(Saved entries)
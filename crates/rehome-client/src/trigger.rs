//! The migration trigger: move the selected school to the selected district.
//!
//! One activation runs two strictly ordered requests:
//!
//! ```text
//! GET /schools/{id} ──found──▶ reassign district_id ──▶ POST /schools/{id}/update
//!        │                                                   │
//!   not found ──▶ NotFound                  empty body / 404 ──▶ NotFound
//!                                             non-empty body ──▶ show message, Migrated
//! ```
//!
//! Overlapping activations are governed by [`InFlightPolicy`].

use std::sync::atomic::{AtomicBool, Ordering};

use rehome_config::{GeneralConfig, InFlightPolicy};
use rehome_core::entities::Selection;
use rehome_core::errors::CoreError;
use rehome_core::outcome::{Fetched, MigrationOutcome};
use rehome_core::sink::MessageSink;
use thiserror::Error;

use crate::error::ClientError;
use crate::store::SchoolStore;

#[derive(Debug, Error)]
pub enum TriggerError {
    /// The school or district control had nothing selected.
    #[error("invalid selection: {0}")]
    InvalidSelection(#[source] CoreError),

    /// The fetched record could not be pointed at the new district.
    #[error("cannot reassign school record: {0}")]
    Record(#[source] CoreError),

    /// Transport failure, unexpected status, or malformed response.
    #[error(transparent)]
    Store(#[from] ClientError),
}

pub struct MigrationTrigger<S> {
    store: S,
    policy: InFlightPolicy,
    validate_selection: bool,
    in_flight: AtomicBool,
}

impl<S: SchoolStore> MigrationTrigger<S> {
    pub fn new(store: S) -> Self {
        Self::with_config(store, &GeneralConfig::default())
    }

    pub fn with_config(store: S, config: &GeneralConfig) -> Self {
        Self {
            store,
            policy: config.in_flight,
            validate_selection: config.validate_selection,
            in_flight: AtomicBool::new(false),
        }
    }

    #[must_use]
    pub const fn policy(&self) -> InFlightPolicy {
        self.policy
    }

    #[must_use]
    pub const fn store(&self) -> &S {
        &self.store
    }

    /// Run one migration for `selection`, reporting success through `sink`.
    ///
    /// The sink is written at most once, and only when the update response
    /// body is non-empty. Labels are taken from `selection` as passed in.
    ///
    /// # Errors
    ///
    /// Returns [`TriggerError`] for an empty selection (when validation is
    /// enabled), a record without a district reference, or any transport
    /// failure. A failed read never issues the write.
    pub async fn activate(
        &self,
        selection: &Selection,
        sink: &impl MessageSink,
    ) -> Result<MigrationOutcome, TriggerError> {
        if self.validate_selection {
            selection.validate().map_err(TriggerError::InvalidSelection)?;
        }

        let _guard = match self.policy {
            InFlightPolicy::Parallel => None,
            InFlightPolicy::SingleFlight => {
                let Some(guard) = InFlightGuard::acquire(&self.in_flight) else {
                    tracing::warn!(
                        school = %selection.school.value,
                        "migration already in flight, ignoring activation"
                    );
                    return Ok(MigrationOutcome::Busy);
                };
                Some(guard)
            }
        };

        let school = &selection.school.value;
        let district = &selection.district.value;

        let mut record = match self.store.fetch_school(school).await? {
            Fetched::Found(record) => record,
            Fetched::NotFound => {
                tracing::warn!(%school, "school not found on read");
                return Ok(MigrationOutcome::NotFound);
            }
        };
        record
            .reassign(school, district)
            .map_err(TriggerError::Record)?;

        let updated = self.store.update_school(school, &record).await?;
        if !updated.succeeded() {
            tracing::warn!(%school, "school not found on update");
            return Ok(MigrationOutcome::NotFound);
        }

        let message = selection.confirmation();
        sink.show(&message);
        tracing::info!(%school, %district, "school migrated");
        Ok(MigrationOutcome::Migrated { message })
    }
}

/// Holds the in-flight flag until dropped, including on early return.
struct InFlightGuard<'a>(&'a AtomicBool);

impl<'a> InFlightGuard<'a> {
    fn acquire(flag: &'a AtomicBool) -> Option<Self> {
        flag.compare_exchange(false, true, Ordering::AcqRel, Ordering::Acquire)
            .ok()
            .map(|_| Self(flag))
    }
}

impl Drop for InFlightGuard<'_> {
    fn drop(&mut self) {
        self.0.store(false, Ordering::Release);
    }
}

...

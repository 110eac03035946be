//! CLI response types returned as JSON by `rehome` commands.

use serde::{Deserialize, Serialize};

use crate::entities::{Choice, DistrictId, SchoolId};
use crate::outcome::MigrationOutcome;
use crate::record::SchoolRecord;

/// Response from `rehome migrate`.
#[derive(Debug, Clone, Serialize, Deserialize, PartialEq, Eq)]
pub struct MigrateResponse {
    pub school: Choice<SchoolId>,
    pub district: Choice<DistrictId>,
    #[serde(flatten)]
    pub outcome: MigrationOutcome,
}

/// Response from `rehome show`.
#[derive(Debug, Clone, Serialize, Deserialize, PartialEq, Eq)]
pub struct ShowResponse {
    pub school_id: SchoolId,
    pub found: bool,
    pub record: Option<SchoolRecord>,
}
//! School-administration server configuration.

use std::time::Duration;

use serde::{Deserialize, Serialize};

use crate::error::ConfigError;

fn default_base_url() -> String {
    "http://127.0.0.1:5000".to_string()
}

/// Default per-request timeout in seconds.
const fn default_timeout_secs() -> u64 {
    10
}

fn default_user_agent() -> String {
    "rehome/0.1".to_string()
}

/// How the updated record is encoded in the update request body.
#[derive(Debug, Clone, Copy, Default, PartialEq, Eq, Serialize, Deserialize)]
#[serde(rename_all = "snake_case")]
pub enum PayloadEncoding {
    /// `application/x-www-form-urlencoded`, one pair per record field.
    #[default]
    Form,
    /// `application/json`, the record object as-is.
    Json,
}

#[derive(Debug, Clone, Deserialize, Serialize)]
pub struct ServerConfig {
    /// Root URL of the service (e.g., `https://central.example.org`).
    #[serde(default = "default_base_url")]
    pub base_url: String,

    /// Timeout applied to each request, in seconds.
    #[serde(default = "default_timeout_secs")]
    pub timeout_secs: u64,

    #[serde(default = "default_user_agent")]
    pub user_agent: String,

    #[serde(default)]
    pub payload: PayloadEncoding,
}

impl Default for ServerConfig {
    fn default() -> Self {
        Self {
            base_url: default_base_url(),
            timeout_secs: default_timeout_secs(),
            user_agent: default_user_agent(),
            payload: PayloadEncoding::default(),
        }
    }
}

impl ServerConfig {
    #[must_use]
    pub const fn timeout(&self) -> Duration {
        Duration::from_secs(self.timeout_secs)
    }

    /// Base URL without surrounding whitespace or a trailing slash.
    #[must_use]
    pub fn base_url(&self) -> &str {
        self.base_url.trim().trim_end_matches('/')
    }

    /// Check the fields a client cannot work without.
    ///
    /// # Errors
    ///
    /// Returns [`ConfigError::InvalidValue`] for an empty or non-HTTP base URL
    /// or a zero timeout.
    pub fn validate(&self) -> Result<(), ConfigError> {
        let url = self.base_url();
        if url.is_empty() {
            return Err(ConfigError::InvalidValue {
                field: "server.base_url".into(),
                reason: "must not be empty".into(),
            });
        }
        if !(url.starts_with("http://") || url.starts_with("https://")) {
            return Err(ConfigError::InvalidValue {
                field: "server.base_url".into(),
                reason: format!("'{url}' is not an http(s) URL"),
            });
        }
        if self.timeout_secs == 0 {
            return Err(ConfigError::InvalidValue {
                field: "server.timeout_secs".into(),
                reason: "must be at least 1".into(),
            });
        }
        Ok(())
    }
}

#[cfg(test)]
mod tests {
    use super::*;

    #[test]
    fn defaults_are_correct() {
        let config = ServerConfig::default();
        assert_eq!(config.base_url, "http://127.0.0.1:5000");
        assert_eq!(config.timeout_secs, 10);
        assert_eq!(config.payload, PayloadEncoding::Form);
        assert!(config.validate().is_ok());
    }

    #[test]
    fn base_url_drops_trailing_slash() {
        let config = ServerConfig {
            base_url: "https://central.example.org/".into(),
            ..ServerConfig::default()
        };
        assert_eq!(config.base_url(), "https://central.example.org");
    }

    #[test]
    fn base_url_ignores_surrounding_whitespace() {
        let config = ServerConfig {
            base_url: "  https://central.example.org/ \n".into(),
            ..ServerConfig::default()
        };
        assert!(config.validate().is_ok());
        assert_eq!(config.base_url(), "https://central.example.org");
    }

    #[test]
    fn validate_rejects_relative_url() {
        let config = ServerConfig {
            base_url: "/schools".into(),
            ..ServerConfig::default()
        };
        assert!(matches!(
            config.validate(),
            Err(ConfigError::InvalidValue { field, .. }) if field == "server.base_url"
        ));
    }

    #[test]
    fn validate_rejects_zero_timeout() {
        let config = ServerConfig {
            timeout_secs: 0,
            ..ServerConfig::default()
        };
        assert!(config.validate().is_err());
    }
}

THE PROBLEM = Return each line of the data where the word "PayloadEncoding" appears.

WORKED SOLUTION =
pub enum PayloadEncoding {
    pub payload: PayloadEncoding,
            payload: PayloadEncoding::default(),
        assert_eq!(config.payload, PayloadEncoding::Form);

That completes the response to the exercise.